### Task requirements:
Find the lines below holding the word "hits" and copy each of them.
*** Block opens ***
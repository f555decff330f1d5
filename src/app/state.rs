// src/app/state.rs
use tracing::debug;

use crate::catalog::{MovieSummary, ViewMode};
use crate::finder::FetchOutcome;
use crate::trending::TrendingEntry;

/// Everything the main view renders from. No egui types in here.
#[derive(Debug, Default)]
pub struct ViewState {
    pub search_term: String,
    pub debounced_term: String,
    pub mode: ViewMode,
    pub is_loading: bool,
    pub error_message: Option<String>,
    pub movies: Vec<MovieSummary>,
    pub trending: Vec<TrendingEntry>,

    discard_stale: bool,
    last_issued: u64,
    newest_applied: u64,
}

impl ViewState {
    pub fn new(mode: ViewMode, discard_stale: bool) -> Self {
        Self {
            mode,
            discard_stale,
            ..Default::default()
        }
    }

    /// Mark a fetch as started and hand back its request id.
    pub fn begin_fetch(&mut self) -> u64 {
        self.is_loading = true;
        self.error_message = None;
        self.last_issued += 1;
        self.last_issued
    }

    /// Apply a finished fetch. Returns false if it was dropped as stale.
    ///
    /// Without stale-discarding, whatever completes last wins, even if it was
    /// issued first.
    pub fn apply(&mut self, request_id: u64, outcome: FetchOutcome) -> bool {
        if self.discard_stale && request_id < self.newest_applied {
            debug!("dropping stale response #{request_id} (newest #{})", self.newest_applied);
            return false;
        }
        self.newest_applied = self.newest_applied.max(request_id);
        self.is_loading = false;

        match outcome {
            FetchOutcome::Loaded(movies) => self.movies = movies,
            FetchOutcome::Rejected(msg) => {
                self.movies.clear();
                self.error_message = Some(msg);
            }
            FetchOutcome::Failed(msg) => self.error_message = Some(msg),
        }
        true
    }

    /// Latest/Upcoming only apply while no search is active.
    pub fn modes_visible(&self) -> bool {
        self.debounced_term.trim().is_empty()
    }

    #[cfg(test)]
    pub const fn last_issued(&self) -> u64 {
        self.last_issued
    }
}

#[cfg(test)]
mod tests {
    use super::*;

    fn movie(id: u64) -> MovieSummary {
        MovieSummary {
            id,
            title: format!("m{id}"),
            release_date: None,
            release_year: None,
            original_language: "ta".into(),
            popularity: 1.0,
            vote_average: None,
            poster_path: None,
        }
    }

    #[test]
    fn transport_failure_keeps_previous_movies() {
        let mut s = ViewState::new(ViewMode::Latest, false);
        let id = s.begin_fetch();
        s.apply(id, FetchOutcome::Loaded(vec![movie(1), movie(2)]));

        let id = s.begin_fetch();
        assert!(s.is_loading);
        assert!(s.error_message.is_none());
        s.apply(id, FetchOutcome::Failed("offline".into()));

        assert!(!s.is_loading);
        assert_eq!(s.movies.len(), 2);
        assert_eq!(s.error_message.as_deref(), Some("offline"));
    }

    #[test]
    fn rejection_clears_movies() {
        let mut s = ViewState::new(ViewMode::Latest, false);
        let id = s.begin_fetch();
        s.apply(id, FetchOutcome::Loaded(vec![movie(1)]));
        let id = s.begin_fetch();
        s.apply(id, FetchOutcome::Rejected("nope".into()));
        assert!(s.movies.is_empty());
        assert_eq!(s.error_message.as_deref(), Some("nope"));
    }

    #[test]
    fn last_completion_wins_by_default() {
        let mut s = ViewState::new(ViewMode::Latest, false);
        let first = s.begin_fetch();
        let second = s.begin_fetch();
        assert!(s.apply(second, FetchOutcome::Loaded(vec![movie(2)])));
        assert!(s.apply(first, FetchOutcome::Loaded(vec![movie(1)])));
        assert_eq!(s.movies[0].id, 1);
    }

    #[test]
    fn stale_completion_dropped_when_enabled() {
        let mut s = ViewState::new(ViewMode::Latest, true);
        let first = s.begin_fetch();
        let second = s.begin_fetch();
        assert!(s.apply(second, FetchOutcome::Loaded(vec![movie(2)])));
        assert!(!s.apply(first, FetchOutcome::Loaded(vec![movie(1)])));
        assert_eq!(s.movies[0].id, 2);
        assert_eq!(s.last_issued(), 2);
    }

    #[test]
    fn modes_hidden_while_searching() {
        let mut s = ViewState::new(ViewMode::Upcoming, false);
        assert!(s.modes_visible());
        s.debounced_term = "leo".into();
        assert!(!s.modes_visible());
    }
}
*** Block closes ***
*** Block opens ***
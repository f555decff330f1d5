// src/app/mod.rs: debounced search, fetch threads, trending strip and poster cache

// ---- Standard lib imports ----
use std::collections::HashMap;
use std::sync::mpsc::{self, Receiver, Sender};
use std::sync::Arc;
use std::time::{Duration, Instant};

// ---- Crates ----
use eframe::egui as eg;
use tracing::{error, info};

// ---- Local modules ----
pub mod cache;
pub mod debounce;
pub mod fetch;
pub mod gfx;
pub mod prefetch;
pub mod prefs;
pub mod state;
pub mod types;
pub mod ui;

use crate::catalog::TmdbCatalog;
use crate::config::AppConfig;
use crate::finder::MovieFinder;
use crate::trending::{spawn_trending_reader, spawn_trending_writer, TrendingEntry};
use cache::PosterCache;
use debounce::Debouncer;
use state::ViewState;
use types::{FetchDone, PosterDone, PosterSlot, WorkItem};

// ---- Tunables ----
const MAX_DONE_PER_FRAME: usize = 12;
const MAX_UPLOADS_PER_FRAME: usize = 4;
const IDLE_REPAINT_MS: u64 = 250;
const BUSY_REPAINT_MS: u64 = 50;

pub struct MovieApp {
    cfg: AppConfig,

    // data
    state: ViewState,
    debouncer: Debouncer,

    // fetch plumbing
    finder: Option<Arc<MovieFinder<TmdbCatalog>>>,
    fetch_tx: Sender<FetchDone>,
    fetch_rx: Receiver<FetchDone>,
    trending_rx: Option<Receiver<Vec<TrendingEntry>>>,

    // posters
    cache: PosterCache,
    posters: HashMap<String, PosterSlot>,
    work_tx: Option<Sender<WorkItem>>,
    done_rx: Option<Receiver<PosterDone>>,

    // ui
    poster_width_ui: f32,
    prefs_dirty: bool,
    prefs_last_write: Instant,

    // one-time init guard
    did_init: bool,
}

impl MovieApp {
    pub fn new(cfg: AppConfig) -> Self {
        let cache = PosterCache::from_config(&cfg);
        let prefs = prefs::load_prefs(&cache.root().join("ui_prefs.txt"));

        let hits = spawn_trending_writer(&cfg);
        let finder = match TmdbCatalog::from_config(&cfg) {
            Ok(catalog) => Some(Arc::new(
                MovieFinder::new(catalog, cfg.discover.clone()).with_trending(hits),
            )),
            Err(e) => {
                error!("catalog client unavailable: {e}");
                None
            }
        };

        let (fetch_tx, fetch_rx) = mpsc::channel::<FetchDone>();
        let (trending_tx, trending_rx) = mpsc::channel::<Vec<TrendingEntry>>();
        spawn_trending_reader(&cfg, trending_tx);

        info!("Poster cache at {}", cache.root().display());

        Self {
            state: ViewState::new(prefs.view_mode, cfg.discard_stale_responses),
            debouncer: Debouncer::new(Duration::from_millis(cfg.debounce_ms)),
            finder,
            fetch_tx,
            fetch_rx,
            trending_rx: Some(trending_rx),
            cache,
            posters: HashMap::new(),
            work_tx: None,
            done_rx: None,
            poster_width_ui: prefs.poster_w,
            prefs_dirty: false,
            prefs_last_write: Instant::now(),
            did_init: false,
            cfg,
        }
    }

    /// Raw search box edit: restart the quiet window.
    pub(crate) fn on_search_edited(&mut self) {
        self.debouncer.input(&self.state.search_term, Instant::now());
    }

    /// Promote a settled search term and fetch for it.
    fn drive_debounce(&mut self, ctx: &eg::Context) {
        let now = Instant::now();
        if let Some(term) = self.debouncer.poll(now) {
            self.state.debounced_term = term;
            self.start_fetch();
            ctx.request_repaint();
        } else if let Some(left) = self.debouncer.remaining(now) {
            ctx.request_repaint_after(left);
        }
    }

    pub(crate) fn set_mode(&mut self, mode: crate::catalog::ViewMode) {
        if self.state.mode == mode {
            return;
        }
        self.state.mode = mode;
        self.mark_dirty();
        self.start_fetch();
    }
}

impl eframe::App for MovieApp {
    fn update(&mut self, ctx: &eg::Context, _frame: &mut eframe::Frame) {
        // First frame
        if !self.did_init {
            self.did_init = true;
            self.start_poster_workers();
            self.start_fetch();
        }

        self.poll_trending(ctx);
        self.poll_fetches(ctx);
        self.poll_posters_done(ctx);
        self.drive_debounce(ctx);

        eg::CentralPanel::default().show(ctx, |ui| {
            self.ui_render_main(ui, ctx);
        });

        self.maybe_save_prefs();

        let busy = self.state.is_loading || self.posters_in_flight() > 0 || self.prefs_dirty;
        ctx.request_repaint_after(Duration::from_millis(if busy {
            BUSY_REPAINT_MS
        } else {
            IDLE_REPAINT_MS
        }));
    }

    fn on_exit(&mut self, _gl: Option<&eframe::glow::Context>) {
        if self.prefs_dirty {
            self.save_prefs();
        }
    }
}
*** Block closes ***
### Answer below:
        let hits = spawn_trending_writer(&cfg);
                MovieFinder::new(catalog, cfg.discover.clone()).with_trending(hits),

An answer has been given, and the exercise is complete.